= Jashwant Rao Chitambar =

Indian bishop (1879–1940)

Jashwant Rao Chitambar (5 September 1879 - 4 September 1940) was the first Indian bishop of the Methodist Episcopal Church of North and South India, elected in 1930.

==Early life==
Chitambar was born in Allahabad, United Provinces, India. He was the son of native preacher Rajaram Chitambar, who was a converted Mahratta Brahmin, one of the first converts to Christianity as a result of missionary work in western India. Both of Chitambar's parents were of the high caste Indians, who converted to Christianity.

==Ordained ministry==
Chitambar was accepted into the membership of the North India Annual Conference in 1907. He became a Hindustani pastor, district superintendent, and educator. He was the first Indian delegate to General Conference. One of the founders of the National Missionary Society of India, Chitambar was a delegate to the World's Missionary Conference in Edinburgh, Scotland, in 1910.

==Episcopal ministry==
He was elected to the episcopacy of the M.E. Church by the Central Conference of Southern Asia in 1930. His election made him the first native Protestant bishop.

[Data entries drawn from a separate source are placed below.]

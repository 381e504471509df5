//! Terminal "game renderer" module.
//!
//! This is a small, game-oriented rendering layer for terminal gameplay.
//! It intentionally avoids ratatui widgets/layout and instead renders into a
//! simple framebuffer that can be flushed to a terminal backend.
//!
//! Goals:
//! - Keep `core` deterministic and testable
//! - Provide a rendering pipeline that feels closer to a game renderer
//! - Allow precise control over aspect ratio (e.g. 2 chars wide per cell)

pub mod fb;
pub mod game_view;
pub mod renderer;

pub use tui_snake_core as core;
pub use tui_snake_types as types;

pub use fb::{Cell, CellStyle, FrameBuffer, Rgb};
pub use game_view::{GameView, Viewport};
pub use renderer::{encode_diff_into, encode_full_into, TerminalRenderer};
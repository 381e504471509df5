//! Terminal input module (engine-facing).
//!
//! This module is intentionally independent of any UI framework. It maps
//! `crossterm` key events into [`tui_snake_types::GameInput`] values the
//! engine understands. There is no held-key repeat machinery here: the
//! engine's one-slot turn buffer is the only input arbitration the game
//! needs, so the mapping layer stays stateless.

pub mod map;

pub use tui_snake_types as types;

pub use map::{handle_key_event, should_quit};
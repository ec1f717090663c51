//! Risk calculation façade.
//!
//! Turns a risk's raw factor values and controls into:
//!   - inherent risk: deterministic point estimate with susceptibility
//!     pinned to 1.0 (no resistance), no sampling;
//!   - residual risk: Monte Carlo mean under the full parameter set and
//!     the configured control policy.

use crate::{
    efficacy::{assess_controls, Control, EfficacyPolicy},
    error::RiskResult,
    params::{InputOrigin, RawRiskParams, RiskCalculationParams},
    simulation::{CancellationToken, SimulationResult, Simulator},
    types::{round_currency, Money, RiskId, Severity},
};
use serde::{Deserialize, Serialize};

/// One calculation request, ad-hoc or for a stored risk.
#[derive(Debug, Clone, Default, Serialize, Deserialize, PartialEq)]
#[serde(rename_all = "camelCase")]
pub struct CalculationRequest {
    #[serde(default)]
    pub risk_id: Option<RiskId>,
    /// Caller-supplied severity, used only by population runs.
    #[serde(default)]
    pub severity: Option<Severity>,
    #[serde(default)]
    pub origin: InputOrigin,
    pub params: RawRiskParams,
    #[serde(default)]
    pub controls: Vec<Control>,
}

impl CalculationRequest {
    pub fn new(params: RawRiskParams) -> Self {
        Self { params, ..Self::default() }
    }

    pub fn with_risk_id(mut self, risk_id: impl Into<RiskId>) -> Self {
        self.risk_id = Some(risk_id.into());
        self
    }

    pub fn with_severity(mut self, severity: Severity) -> Self {
        self.severity = Some(severity);
        self
    }

    pub fn with_origin(mut self, origin: InputOrigin) -> Self {
        self.origin = origin;
        self
    }

    pub fn with_controls(mut self, controls: Vec<Control>) -> Self {
        self.controls = controls;
        self
    }
}

#[derive(Debug, Clone, Serialize, Deserialize, PartialEq)]
#[serde(rename_all = "camelCase")]
pub struct RiskCalculationResult {
    pub inherent_risk: Money,
    pub residual_risk: Money,
    pub simulation: SimulationResult,
    /// Multiplier applied inside each trial (1.0 when no control applies).
    pub control_multiplier: f64,
    /// Combined fractional reduction from valid controls.
    pub control_reduction: f64,
    pub controls_applied: usize,
    #[serde(default, skip_serializing_if = "Vec::is_empty")]
    pub warnings: Vec<String>,
}

/// Closed-form point estimate using each factor's mode:
/// round(CF * POA * 1.0 * (PL + SLEF * SLM)).
pub fn inherent_risk(params: &RiskCalculationParams) -> Money {
    let lef = params.contact_frequency.mode * params.probability_of_action.mode;
    let lm = params.primary_loss.mode
        + params.secondary_loss_event_frequency.mode * params.secondary_loss_magnitude.mode;
    round_currency(lef * lm)
}

#[derive(Debug, Clone, Copy)]
pub struct RiskCalculator {
    simulator: Simulator,
    policy:    EfficacyPolicy,
}

impl RiskCalculator {
    pub fn new(simulator: Simulator, policy: EfficacyPolicy) -> Self {
        Self { simulator, policy }
    }

    pub fn simulator(&self) -> &Simulator {
        &self.simulator
    }

    pub fn policy(&self) -> EfficacyPolicy {
        self.policy
    }

    /// Calculate inherent and residual risk for one request.
    pub fn calculate(
        &self,
        request: &CalculationRequest,
        run_seed: u64,
        cancel: &CancellationToken,
    ) -> RiskResult<RiskCalculationResult> {
        let resolved = RiskCalculationParams::from_raw(&request.params, request.origin)?;
        let assessment = assess_controls(&request.controls, self.policy);

        let simulation = self
            .simulator
            .run(&resolved.params, &assessment.effect, run_seed, cancel)?;

        let mut warnings = resolved.warnings;
        warnings.extend(assessment.warnings);

        Ok(RiskCalculationResult {
            inherent_risk: inherent_risk(&resolved.params),
            residual_risk: simulation.mean,
            simulation,
            control_multiplier: assessment.effect.multiplier,
            control_reduction: assessment.reduction,
            controls_applied: assessment.applied,
            warnings,
        })
    }
}

impl Default for RiskCalculator {
    fn default() -> Self {
        Self::new(Simulator::default(), EfficacyPolicy::default())
    }
}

He became ill on his return from the General Conference of 1940, and he died 4 September 1940 in Jubbulpore, India. He was buried in Jubbulpore.

==Selected works==
- John Wesley, the Man Who Did Exploits, in God's Heroes Our Examples, 1914.
- Mahatma Gandhi: His Life, Work and Influence, 1933.
- Translation of Christian Hymns.
- Member of committee that revised "The Standard Hindustani Dictionary."